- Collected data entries
------------------------------------------------

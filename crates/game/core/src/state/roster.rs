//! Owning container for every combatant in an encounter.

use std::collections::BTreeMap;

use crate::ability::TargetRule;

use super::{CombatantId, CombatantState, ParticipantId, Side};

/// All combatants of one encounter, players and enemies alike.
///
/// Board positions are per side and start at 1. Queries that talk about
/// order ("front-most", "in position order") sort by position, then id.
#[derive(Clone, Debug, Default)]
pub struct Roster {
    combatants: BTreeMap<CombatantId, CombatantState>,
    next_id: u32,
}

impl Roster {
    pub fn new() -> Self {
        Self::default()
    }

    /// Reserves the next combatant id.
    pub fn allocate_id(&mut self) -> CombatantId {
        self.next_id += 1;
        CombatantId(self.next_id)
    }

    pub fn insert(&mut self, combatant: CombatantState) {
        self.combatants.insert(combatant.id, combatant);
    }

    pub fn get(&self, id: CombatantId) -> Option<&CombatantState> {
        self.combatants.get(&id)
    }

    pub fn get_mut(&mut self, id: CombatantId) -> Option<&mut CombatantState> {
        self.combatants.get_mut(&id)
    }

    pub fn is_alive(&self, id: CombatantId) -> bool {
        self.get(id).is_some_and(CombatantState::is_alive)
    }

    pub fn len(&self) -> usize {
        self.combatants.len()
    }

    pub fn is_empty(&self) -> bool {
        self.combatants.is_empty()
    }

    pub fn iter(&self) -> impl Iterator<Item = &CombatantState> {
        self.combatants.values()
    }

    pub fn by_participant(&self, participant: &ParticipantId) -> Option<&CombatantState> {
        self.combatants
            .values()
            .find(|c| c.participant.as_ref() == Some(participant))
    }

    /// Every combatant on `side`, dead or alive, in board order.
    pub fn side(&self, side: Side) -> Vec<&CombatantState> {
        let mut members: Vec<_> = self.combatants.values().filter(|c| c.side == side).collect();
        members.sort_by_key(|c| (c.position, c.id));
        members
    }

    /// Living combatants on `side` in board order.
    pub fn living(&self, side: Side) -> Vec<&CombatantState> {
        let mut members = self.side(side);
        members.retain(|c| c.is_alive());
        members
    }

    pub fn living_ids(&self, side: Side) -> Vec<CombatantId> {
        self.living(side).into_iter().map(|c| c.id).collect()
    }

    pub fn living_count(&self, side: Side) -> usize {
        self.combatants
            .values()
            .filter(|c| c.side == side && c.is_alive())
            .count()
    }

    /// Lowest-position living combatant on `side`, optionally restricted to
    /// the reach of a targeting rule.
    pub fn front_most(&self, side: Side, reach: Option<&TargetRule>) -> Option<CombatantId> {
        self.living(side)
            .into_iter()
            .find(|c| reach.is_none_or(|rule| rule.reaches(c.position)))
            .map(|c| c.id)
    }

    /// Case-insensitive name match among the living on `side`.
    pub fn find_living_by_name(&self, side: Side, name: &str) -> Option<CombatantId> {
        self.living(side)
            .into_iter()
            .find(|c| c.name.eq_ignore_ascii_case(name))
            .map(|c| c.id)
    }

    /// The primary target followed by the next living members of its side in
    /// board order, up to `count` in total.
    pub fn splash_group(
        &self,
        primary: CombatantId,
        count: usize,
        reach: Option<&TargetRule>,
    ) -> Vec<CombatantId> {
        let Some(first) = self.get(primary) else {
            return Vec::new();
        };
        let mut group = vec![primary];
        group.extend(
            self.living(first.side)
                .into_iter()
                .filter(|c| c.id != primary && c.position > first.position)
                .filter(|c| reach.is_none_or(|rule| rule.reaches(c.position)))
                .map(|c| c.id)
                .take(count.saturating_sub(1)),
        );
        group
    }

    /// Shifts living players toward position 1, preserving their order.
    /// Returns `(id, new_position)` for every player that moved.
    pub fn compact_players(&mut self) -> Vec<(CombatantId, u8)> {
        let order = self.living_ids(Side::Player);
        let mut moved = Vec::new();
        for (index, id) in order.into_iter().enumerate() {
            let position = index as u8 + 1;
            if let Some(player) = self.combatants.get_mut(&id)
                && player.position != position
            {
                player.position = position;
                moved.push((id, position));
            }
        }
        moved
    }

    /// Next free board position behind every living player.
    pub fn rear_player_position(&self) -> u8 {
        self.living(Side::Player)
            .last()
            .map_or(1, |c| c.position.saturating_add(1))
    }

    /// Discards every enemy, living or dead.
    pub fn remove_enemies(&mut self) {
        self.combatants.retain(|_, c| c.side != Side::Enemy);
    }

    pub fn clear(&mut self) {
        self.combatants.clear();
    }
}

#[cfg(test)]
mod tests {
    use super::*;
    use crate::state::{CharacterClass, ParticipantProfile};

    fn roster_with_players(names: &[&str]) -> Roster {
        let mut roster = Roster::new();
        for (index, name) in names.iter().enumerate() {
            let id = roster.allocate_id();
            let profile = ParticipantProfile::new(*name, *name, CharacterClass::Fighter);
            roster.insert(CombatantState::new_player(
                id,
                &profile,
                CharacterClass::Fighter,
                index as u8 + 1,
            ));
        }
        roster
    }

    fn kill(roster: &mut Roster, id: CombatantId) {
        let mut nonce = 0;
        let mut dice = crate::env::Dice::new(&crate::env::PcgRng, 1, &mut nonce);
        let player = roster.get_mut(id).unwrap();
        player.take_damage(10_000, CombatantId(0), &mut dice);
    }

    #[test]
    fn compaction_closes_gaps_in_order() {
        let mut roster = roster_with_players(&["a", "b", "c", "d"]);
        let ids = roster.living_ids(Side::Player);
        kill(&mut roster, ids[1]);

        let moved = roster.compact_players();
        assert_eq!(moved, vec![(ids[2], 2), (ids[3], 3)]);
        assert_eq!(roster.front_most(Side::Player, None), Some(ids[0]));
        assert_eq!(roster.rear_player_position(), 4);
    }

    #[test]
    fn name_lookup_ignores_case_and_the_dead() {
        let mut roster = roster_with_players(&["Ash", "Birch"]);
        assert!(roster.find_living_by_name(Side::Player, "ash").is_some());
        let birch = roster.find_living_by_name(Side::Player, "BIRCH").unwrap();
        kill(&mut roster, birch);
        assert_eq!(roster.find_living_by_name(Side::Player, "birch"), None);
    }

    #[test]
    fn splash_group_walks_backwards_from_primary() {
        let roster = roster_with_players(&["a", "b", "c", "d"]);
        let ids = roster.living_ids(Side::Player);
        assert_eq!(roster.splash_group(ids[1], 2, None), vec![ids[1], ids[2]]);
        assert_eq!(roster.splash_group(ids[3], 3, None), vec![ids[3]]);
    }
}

------------------------------------------------

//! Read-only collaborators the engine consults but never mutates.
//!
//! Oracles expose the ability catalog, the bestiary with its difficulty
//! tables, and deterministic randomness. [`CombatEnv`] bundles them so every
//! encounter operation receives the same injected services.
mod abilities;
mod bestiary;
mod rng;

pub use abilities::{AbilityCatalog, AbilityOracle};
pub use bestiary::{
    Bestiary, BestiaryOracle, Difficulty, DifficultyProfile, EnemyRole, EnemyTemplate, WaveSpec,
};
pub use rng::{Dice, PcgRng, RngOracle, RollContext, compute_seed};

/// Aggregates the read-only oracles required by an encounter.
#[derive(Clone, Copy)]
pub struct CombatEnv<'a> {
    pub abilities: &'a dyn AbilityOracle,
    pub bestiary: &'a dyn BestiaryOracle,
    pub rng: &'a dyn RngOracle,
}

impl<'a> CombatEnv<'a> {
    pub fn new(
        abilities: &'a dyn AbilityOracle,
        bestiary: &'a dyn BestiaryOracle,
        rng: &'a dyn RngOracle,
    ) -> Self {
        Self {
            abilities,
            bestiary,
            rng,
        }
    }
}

------------------------------------------------

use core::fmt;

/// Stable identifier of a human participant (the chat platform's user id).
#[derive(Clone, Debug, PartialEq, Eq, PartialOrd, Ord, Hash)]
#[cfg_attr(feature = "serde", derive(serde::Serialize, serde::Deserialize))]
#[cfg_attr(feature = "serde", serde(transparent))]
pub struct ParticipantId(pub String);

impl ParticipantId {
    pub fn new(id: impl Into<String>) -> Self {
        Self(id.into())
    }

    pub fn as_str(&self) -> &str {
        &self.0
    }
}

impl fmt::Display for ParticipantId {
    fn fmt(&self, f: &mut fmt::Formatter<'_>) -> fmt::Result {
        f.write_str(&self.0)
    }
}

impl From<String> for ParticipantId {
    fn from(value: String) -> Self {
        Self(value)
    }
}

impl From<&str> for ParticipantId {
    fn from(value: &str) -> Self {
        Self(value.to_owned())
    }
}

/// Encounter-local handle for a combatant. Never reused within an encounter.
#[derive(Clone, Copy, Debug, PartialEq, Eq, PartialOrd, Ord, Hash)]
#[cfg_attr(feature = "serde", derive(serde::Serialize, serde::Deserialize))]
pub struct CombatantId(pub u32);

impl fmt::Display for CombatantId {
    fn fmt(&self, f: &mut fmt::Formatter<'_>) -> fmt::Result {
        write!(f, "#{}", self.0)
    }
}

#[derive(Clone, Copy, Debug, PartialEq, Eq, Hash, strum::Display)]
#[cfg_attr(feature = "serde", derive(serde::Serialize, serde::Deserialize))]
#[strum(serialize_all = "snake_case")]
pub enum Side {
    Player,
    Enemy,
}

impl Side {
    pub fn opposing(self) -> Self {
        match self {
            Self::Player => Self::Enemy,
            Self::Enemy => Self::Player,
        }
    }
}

------------------------------------------------

- YOUR OBJECTIVE
What you return should be exactly the lines above, starting at the one with "if let Some(player)" and ending at the one with "kill(&mut roster, ids[1]);", and nothing else.

- EXERCISE RESPONSE
            if let Some(player) = self.combatants.get_mut(&id)
                && player.position != position
            {
                player.position = position;
                moved.push((id, position));
            }
        }
        moved
    }

    /// Next free board position behind every living player.
    pub fn rear_player_position(&self) -> u8 {
        self.living(Side::Player)
            .last()
            .map_or(1, |c| c.position.saturating_add(1))
    }

    /// Discards every enemy, living or dead.
    pub fn remove_enemies(&mut self) {
        self.combatants.retain(|_, c| c.side != Side::Enemy);
    }

    pub fn clear(&mut self) {
        self.combatants.clear();
    }
}

#[cfg(test)]
mod tests {
    use super::*;
    use crate::state::{CharacterClass, ParticipantProfile};

    fn roster_with_players(names: &[&str]) -> Roster {
        let mut roster = Roster::new();
        for (index, name) in names.iter().enumerate() {
            let id = roster.allocate_id();
            let profile = ParticipantProfile::new(*name, *name, CharacterClass::Fighter);
            roster.insert(CombatantState::new_player(
                id,
                &profile,
                CharacterClass::Fighter,
                index as u8 + 1,
            ));
        }
        roster
    }

    fn kill(roster: &mut Roster, id: CombatantId) {
        let mut nonce = 0;
        let mut dice = crate::env::Dice::new(&crate::env::PcgRng, 1, &mut nonce);
        let player = roster.get_mut(id).unwrap();
        player.take_damage(10_000, CombatantId(0), &mut dice);
    }

    #[test]
    fn compaction_closes_gaps_in_order() {
        let mut roster = roster_with_players(&["a", "b", "c", "d"]);
        let ids = roster.living_ids(Side::Player);
        kill(&mut roster, ids[1]);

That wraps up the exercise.